## Task material
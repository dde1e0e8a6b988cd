pub mod admin;
pub mod files;
pub mod health;
pub mod locks;
pub mod partitions;

use axum::routing::get;
use axum::Router;

use crate::state::AppState;
use crate::ws;

/// Build the `/api/v1` route tree.
///
/// Route hierarchy:
///
/// ```text
/// /ws                           WebSocket (auth via ?token=)
///
/// /locks/acquire                acquire lock (POST)
/// /locks/upgrade                upgrade read lock to write (POST)
/// /locks/release                release lock (POST)
/// /locks                        full lock table (GET)
/// /locks/allocation             per-owner allocation view (GET)
/// /locks/{file_id}              lock status for one file (GET)
///
/// /files                        list (GET), upload (POST multipart)
/// /files/{id}                   metadata (GET)
/// /files/{id}/content           get (GET), replace (PUT, write lock required)
/// /files/{id}/download          raw bytes (GET)
///
/// /partitions                   topology (GET), register (POST, admin)
/// /partitions/{id}              remove (DELETE, admin)
///
/// /admin/audit                  audit trail (GET, admin)
/// /admin/metrics                metrics history (GET, admin)
/// /admin/metrics/latest         latest snapshot (GET, admin)
/// ```
pub fn api_routes() -> Router<AppState> {
    Router::new()
        // WebSocket endpoint.
        .route("/ws", get(ws::ws_handler))
        // Lock coordination (REST mirror of the WebSocket protocol).
        .nest("/locks", locks::router())
        // Shared file storage.
        .nest("/files", files::router())
        // Partition topology.
        .nest("/partitions", partitions::router())
        // Audit trail and metrics (admin only).
        .nest("/admin", admin::router())
}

## What you will do
Output an exact copy of the listing.

## Result of the exercise
repository dde1e0e8a6b988cd
pub mod admin;
pub mod files;
pub mod health;
pub mod locks;
pub mod partitions;

use axum::routing::get;
use axum::Router;

use crate::state::AppState;
use crate::ws;

/// Build the `/api/v1` route tree.
///
/// Route hierarchy:
///
/// ```text
/// /ws                           WebSocket (auth via ?token=)
///
/// /locks/acquire                acquire lock (POST)
/// /locks/upgrade                upgrade read lock to write (POST)
/// /locks/release                release lock (POST)
/// /locks                        full lock table (GET)
/// /locks/allocation             per-owner allocation view (GET)
/// /locks/{file_id}              lock status for one file (GET)
///
/// /files                        list (GET), upload (POST multipart)
/// /files/{id}                   metadata (GET)
/// /files/{id}/content           get (GET), replace (PUT, write lock required)
/// /files/{id}/download          raw bytes (GET)
///
/// /partitions                   topology (GET), register (POST, admin)
/// /partitions/{id}              remove (DELETE, admin)
///
/// /admin/audit                  audit trail (GET, admin)
/// /admin/metrics                metrics history (GET, admin)
/// /admin/metrics/latest         latest snapshot (GET, admin)
/// ```
pub fn api_routes() -> Router<AppState> {
    Router::new()
        // WebSocket endpoint.
        .route("/ws", get(ws::ws_handler))
        // Lock coordination (REST mirror of the WebSocket protocol).
        .nest("/locks", locks::router())
        // Shared file storage.
        .nest("/files", files::router())
        // Partition topology.
        .nest("/partitions", partitions::router())
        // Audit trail and metrics (admin only).
        .nest("/admin", admin::router())
}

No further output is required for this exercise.